* STUDY MATERIAL

= Beginning of Section =

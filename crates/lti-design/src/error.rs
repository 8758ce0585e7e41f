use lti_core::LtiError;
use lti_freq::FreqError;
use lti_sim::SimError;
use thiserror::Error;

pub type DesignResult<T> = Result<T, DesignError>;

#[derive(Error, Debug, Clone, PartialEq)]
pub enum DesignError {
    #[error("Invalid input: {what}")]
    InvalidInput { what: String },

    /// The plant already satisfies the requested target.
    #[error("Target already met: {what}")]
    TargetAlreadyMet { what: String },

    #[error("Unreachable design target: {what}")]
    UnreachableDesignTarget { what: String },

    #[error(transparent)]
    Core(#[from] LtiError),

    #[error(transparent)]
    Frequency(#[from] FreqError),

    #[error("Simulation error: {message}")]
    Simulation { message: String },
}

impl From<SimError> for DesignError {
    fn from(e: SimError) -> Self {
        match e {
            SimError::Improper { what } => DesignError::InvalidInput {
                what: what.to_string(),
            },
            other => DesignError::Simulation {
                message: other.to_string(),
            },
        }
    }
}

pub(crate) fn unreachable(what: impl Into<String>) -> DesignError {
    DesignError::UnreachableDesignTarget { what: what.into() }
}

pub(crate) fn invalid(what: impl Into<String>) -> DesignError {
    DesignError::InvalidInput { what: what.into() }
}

= End of Section =
= Beginning of Section =

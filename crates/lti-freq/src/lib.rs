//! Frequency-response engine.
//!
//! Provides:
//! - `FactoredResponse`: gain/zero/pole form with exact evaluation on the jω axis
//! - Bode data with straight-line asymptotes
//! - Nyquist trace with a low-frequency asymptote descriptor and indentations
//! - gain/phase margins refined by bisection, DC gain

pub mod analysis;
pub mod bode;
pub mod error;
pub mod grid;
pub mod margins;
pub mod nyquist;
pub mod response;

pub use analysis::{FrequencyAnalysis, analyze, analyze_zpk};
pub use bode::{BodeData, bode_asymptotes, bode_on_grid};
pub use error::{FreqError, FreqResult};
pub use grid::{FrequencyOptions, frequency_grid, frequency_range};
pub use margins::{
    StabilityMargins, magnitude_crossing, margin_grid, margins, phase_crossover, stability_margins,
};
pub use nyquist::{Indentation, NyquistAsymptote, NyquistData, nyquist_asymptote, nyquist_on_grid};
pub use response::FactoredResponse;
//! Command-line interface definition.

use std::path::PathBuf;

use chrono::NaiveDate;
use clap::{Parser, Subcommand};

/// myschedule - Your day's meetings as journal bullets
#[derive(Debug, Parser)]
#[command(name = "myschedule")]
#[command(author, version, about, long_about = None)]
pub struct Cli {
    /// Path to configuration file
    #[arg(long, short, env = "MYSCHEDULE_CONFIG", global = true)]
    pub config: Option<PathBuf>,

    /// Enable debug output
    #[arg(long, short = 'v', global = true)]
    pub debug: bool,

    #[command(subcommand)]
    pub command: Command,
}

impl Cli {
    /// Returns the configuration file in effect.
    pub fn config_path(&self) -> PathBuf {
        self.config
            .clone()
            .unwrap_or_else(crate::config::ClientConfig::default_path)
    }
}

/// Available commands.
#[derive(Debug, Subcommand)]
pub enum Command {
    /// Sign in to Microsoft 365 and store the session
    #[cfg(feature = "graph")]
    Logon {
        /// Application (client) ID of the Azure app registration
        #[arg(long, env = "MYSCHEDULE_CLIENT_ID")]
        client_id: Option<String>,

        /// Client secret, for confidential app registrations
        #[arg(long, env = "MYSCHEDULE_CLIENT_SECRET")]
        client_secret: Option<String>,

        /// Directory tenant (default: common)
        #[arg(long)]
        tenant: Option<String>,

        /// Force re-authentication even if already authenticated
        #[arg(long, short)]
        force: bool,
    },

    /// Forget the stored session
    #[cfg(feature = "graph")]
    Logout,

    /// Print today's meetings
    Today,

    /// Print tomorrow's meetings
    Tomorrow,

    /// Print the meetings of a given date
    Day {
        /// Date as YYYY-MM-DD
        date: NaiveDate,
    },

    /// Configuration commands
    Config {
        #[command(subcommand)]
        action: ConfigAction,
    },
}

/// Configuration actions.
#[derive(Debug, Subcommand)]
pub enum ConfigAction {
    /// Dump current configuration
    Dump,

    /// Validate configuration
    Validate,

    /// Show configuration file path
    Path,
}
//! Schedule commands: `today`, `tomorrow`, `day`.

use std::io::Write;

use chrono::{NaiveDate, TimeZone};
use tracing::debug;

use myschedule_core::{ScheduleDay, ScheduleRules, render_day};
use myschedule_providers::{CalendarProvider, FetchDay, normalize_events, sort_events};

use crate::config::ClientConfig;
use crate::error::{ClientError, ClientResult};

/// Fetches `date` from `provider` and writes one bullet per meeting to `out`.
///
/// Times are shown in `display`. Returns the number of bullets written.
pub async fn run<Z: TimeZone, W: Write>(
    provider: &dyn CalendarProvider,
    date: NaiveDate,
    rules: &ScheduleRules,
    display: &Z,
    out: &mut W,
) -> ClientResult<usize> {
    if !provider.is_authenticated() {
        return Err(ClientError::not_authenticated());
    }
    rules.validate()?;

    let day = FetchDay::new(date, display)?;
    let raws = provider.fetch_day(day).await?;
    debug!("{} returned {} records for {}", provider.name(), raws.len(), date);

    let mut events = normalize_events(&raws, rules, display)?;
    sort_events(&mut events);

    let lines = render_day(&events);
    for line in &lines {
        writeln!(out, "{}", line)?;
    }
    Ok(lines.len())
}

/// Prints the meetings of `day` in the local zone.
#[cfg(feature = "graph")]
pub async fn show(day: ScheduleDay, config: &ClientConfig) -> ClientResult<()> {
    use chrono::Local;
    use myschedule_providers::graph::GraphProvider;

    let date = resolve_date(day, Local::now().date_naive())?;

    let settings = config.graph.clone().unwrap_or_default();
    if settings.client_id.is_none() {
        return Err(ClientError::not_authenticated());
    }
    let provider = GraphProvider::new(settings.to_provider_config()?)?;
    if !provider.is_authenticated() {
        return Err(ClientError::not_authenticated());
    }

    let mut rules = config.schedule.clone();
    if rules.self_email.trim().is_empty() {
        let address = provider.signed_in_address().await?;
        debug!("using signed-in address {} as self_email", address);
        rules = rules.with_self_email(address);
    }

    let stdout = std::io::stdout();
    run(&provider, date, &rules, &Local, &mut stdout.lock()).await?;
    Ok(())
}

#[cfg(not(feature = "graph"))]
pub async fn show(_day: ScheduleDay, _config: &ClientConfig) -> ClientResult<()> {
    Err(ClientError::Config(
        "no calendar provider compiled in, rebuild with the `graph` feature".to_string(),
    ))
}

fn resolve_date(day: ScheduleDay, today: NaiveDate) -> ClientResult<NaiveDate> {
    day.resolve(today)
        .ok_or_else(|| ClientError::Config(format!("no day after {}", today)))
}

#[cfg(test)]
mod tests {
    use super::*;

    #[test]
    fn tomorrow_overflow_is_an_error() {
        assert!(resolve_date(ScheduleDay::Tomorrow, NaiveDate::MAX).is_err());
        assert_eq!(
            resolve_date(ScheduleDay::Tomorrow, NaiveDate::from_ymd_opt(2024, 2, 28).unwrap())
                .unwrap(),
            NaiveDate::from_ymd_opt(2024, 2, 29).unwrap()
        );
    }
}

= End of Section =

* PROBLEM STATEMENT
Wherever a line in the data above holds "TimeZone", copy that line.

* ANSWER BELOW
use chrono::{NaiveDate, TimeZone};
pub async fn run<Z: TimeZone, W: Write>(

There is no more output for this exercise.